**** Data for analysis ****

//! Object path and public URL conventions for the asset bucket.

use bytes::Bytes;
use rand::Rng;

use crate::error::{StoreError, StoreResult};

const TOKEN_ALPHABET: &[u8] = b"0123456789abcdefghijklmnopqrstuvwxyz";
const TOKEN_LEN: usize = 11;

/// Which slot of a paper an asset fills.
#[derive(Clone, Copy, Debug, PartialEq, Eq, Hash)]
pub enum AssetKind {
    Pdf,
    Image,
}

impl AssetKind {
    /// Path prefix inside the bucket.
    pub fn prefix(&self) -> &'static str {
        match self {
            Self::Pdf => "pdfs",
            Self::Image => "images",
        }
    }

    pub fn label(&self) -> &'static str {
        match self {
            Self::Pdf => "PDF",
            Self::Image => "image",
        }
    }
}

/// Object bytes plus the content type served back to browsers.
#[derive(Clone, Debug, PartialEq, Eq)]
pub struct StoredBlob {
    pub bytes: Bytes,
    pub content_type: String,
}

impl StoredBlob {
    pub fn new(bytes: impl Into<Bytes>, content_type: impl Into<String>) -> Self {
        Self {
            bytes: bytes.into(),
            content_type: content_type.into(),
        }
    }

    pub fn len(&self) -> usize {
        self.bytes.len()
    }

    pub fn is_empty(&self) -> bool {
        self.bytes.is_empty()
    }
}

/// Lowercased extension of an uploaded file name, if it has one.
pub fn file_extension(file_name: &str) -> Option<String> {
    let (stem, ext) = file_name.rsplit_once('.')?;
    if stem.is_empty() || ext.is_empty() || !ext.chars().all(|c| c.is_ascii_alphanumeric()) {
        return None;
    }
    Some(ext.to_ascii_lowercase())
}

/// Fresh random object path under the kind's prefix, keeping the extension.
///
/// Paths are random tokens; collisions are not checked for.
pub fn object_path(kind: AssetKind, file_name: &str) -> String {
    let mut rng = rand::thread_rng();
    let token: String = (0..TOKEN_LEN)
        .map(|_| TOKEN_ALPHABET[rng.gen_range(0..TOKEN_ALPHABET.len())] as char)
        .collect();
    match file_extension(file_name) {
        Some(ext) => format!("{}/{token}.{ext}", kind.prefix()),
        None => format!("{}/{token}", kind.prefix()),
    }
}

/// Public URL of an object: `{base}/storage/v1/object/public/{bucket}/{path}`.
pub fn public_object_url(base: &str, bucket: &str, path: &str) -> String {
    format!(
        "{}/storage/v1/object/public/{bucket}/{path}",
        base.trim_end_matches('/')
    )
}

/// Recover the object path from a public URL by splitting on `/{bucket}/`.
///
/// Returns `None` for absent URLs and URLs outside the bucket (for example
/// the placeholder images used when a paper has no cover).
pub fn extract_object_path(url: Option<&str>, bucket: &str) -> Option<String> {
    let url = url?;
    let marker = format!("/{bucket}/");
    let (_, path) = url.split_once(&marker)?;
    let path = path.split(['?', '#']).next().unwrap_or_default();
    validate_object_path(path).ok()?;
    Some(path.to_string())
}

/// Reject empty, absolute, or parent-relative paths.
pub fn validate_object_path(path: &str) -> StoreResult<()> {
    let bad = path.is_empty()
        || path.starts_with('/')
        || path.contains('\\')
        || path
            .split('/')
            .any(|seg| seg.is_empty() || seg == "." || seg == "..");
    if bad {
        return Err(StoreError::InvalidPath(path.to_string()));
    }
    Ok(())
}

/// Content type from a path's extension.
pub fn content_type_for(path: &str) -> &'static str {
    match file_extension(path).as_deref() {
        Some("pdf") => "application/pdf",
        Some("png") => "image/png",
        Some("jpg") | Some("jpeg") => "image/jpeg",
        Some("gif") => "image/gif",
        Some("webp") => "image/webp",
        Some("svg") => "image/svg+xml",
        _ => "application/octet-stream",
    }
}

#[cfg(test)]
mod tests {
    use super::*;

    #[test]
    fn paths_keep_extension_under_prefix() {
        let p = object_path(AssetKind::Pdf, "Final Report.PDF");
        assert!(p.starts_with("pdfs/"));
        assert!(p.ends_with(".pdf"));
        assert_eq!(p.len(), "pdfs/".len() + TOKEN_LEN + ".pdf".len());

        let i = object_path(AssetKind::Image, "cover");
        assert!(i.starts_with("images/"));
        assert!(!i.contains('.'));
    }

    #[test]
    fn paths_are_random() {
        let a = object_path(AssetKind::Image, "a.png");
        let b = object_path(AssetKind::Image, "a.png");
        assert_ne!(a, b);
    }

    #[test]
    fn extension_rules() {
        assert_eq!(file_extension("x.tar.gz").as_deref(), Some("gz"));
        assert_eq!(file_extension(".hidden"), None);
        assert_eq!(file_extension("noext"), None);
        assert_eq!(file_extension("bad.p/f"), None);
    }

    #[test]
    fn url_round_trip() {
        let url = public_object_url("https://site.example/", "oerc_assets", "pdfs/abc.pdf");
        assert_eq!(
            url,
            "https://site.example/storage/v1/object/public/oerc_assets/pdfs/abc.pdf"
        );
        assert_eq!(
            extract_object_path(Some(&url), "oerc_assets").as_deref(),
            Some("pdfs/abc.pdf")
        );
    }

    #[test]
    fn foreign_urls_have_no_path() {
        assert_eq!(
            extract_object_path(Some("https://picsum.photos/seed/12/800/600"), "oerc_assets"),
            None
        );
        assert_eq!(extract_object_path(None, "oerc_assets"), None);
        assert_eq!(
            extract_object_path(Some("https://x/oerc_assets/../etc/passwd"), "oerc_assets"),
            None
        );
    }

    #[test]
    fn query_strings_are_dropped() {
        assert_eq!(
            extract_object_path(Some("https://x/oerc_assets/images/a.png?v=2"), "oerc_assets")
                .as_deref(),
            Some("images/a.png")
        );
    }

    #[test]
    fn content_types() {
        assert_eq!(content_type_for("pdfs/a.pdf"), "application/pdf");
        assert_eq!(content_type_for("images/a.JPG"), "image/jpeg");
        assert_eq!(content_type_for("images/a"), "application/octet-stream");
    }
}
//! Foundation types for the OERC site backend.
//!
//! Every resource the admin dashboard manages is modeled here, together with
//! the [`Resource`] trait that lets the store, the managers, and the HTTP
//! layer treat all of them uniformly.
//!
//! # Key Types
//!
//! - [`RecordId`]: server-assigned identifier, immutable once issued
//! - [`ResearchPaper`], [`Event`], [`GlobalConference`], [`Faq`],
//!   [`NewsletterSubscriber`]: the managed entities
//! - [`Resource`]: drafts, patches, ordering, and validation per entity
//! - [`ListOrder`]: the store-side ordering of each table
//!
//! # Modules
//!
//! - [`columns`]: mapping between client field names and stored columns
//! - [`tags`]: tag normalization and the conjunctive research filter

pub mod columns;
pub mod conference;
pub mod error;
pub mod event;
pub mod faq;
pub mod id;
pub mod paper;
pub mod resource;
pub mod subscriber;
pub mod tags;

pub use conference::{ConferenceDraft, ConferencePatch, GlobalConference};
pub use error::{TypeError, ValidationError};
pub use event::{Event, EventDraft, EventPatch};
pub use faq::{Faq, FaqDraft, FaqPatch};
pub use id::{IdStrategy, RecordId};
pub use paper::{PaperDraft, PaperPatch, ResearchPaper};
pub use resource::{Direction, ListOrder, OrderKey, Resource, ResourceKind};
pub use subscriber::{NewsletterSubscriber, SubscriberDraft};
use chrono::{DateTime, Utc};
use serde::{Deserialize, Serialize};

use crate::error::ValidationError;
use crate::id::RecordId;
use crate::resource::{Direction, ListOrder, OrderKey, Resource, ResourceKind};

/// A newsletter subscriber. `created_at` is the subscription time.
///
/// Subscribers are created by the public subscribe form and removed by an
/// admin; they are never edited.
#[derive(Clone, Debug, PartialEq, Serialize, Deserialize)]
#[serde(rename_all = "camelCase")]
pub struct NewsletterSubscriber {
    pub id: RecordId,
    pub email: String,
    pub created_at: DateTime<Utc>,
}

#[derive(Clone, Debug, Default, PartialEq, Serialize, Deserialize)]
#[serde(default)]
pub struct SubscriberDraft {
    pub email: String,
}

/// Check the shape of an email address: one `@`, a non-empty local part,
/// a dotted domain, and no whitespace.
pub fn validate_email(email: &str) -> Result<(), ValidationError> {
    let email = email.trim();
    if email.is_empty() {
        return Err(ValidationError::MissingField("email"));
    }
    let invalid = || ValidationError::InvalidEmail(email.to_string());
    if email.chars().any(char::is_whitespace) {
        return Err(invalid());
    }
    let (local, domain) = email.split_once('@').ok_or_else(invalid)?;
    if local.is_empty() || domain.contains('@') {
        return Err(invalid());
    }
    let dotted = domain
        .split('.')
        .collect::<Vec<_>>();
    if dotted.len() < 2 || dotted.iter().any(|label| label.is_empty()) {
        return Err(invalid());
    }
    Ok(())
}

impl Resource for NewsletterSubscriber {
    type Draft = SubscriberDraft;
    type Patch = ();

    const KIND: ResourceKind = ResourceKind::Subscriber;
    const ORDER: ListOrder = ListOrder::new(OrderKey::CreatedAt, Direction::Descending);

    fn id(&self) -> &RecordId {
        &self.id
    }

    fn created_at(&self) -> DateTime<Utc> {
        self.created_at
    }

    fn unique_key(&self) -> Option<String> {
        Some(self.email.to_ascii_lowercase())
    }

    fn from_draft(id: RecordId, created_at: DateTime<Utc>, draft: SubscriberDraft) -> Self {
        Self {
            id,
            email: draft.email.trim().to_string(),
            created_at,
        }
    }

    fn to_draft(&self) -> SubscriberDraft {
        SubscriberDraft { email: self.email.clone() }
    }

    fn apply(&mut self, _patch: &()) {}

    fn diff(&self, _edited: &SubscriberDraft) {}

    fn validate_draft(draft: &SubscriberDraft) -> Result<(), ValidationError> {
        validate_email(&draft.email)
    }

    fn validate_patch(_patch: &()) -> Result<(), ValidationError> {
        Ok(())
    }
}

#[cfg(test)]
mod tests {
    use super::*;

    #[test]
    fn accepts_ordinary_addresses() {
        assert!(validate_email("reader@oerc.ca").is_ok());
        assert!(validate_email(" first.last+news@mail.example.org ").is_ok());
    }

    #[test]
    fn rejects_malformed_addresses() {
        assert_eq!(validate_email(""), Err(ValidationError::MissingField("email")));
        for bad in ["nobody", "@oerc.ca", "a@b", "a@@b.ca", "a b@c.ca", "a@b..ca"] {
            assert!(validate_email(bad).is_err(), "{bad} should be rejected");
        }
    }

    #[test]
    fn unique_key_ignores_case() {
        let s = NewsletterSubscriber::from_draft(
            RecordId::from("s1"),
            Utc::now(),
            SubscriberDraft { email: " Reader@OERC.ca ".into() },
        );
        assert_eq!(s.email, "Reader@OERC.ca");
        assert_eq!(s.unique_key().as_deref(), Some("reader@oerc.ca"));
    }
}
use crate::error::{AuthError, AuthResult};

/// Credentials presented with a request.
#[derive(Clone, Debug, PartialEq, Eq)]
pub enum Credentials {
    Bearer(String),
    Anonymous,
}

impl Credentials {
    /// Parse an `Authorization` header value. No header means anonymous.
    pub fn from_authorization(header: Option<&str>) -> AuthResult<Self> {
        let Some(value) = header else {
            return Ok(Self::Anonymous);
        };
        let value = value.trim();
        let (scheme, token) = value
            .split_once(' ')
            .ok_or(AuthError::MalformedCredentials)?;
        let token = token.trim();
        if !scheme.eq_ignore_ascii_case("bearer") || token.is_empty() {
            return Err(AuthError::MalformedCredentials);
        }
        Ok(Self::Bearer(token.to_string()))
    }

    pub fn is_authenticated(&self) -> bool {
        !matches!(self, Self::Anonymous)
    }
}

#[cfg(test)]
mod tests {
    use super::*;

    #[test]
    fn missing_header_is_anonymous() {
        assert_eq!(Credentials::from_authorization(None).unwrap(), Credentials::Anonymous);
        assert!(!Credentials::Anonymous.is_authenticated());
    }

    #[test]
    fn bearer_scheme_is_case_insensitive() {
        let c = Credentials::from_authorization(Some("bearer abc123")).unwrap();
        assert_eq!(c, Credentials::Bearer("abc123".into()));
        assert!(c.is_authenticated());
    }

    #[test]
    fn other_schemes_are_malformed() {
        assert_eq!(
            Credentials::from_authorization(Some("Basic dXNlcjpwdw==")),
            Err(AuthError::MalformedCredentials)
        );
        assert_eq!(
            Credentials::from_authorization(Some("Bearer")),
            Err(AuthError::MalformedCredentials)
        );
    }
}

****

> Exercise description: Keep both end lines and retype everything in the records above from the line containing "const TOKEN_ALPHABET: &[u8]" through the line containing "pub fn file_extension(file_name: &str)", exactly, with nothing else.

> Result for this exercise:
const TOKEN_ALPHABET: &[u8] = b"0123456789abcdefghijklmnopqrstuvwxyz";
const TOKEN_LEN: usize = 11;

/// Which slot of a paper an asset fills.
#[derive(Clone, Copy, Debug, PartialEq, Eq, Hash)]
pub enum AssetKind {
    Pdf,
    Image,
}

impl AssetKind {
    /// Path prefix inside the bucket.
    pub fn prefix(&self) -> &'static str {
        match self {
            Self::Pdf => "pdfs",
            Self::Image => "images",
        }
    }

    pub fn label(&self) -> &'static str {
        match self {
            Self::Pdf => "PDF",
            Self::Image => "image",
        }
    }
}

/// Object bytes plus the content type served back to browsers.
#[derive(Clone, Debug, PartialEq, Eq)]
pub struct StoredBlob {
    pub bytes: Bytes,
    pub content_type: String,
}

impl StoredBlob {
    pub fn new(bytes: impl Into<Bytes>, content_type: impl Into<String>) -> Self {
        Self {
            bytes: bytes.into(),
            content_type: content_type.into(),
        }
    }

    pub fn len(&self) -> usize {
        self.bytes.len()
    }

    pub fn is_empty(&self) -> bool {
        self.bytes.is_empty()
    }
}

/// Lowercased extension of an uploaded file name, if it has one.
pub fn file_extension(file_name: &str) -> Option<String> {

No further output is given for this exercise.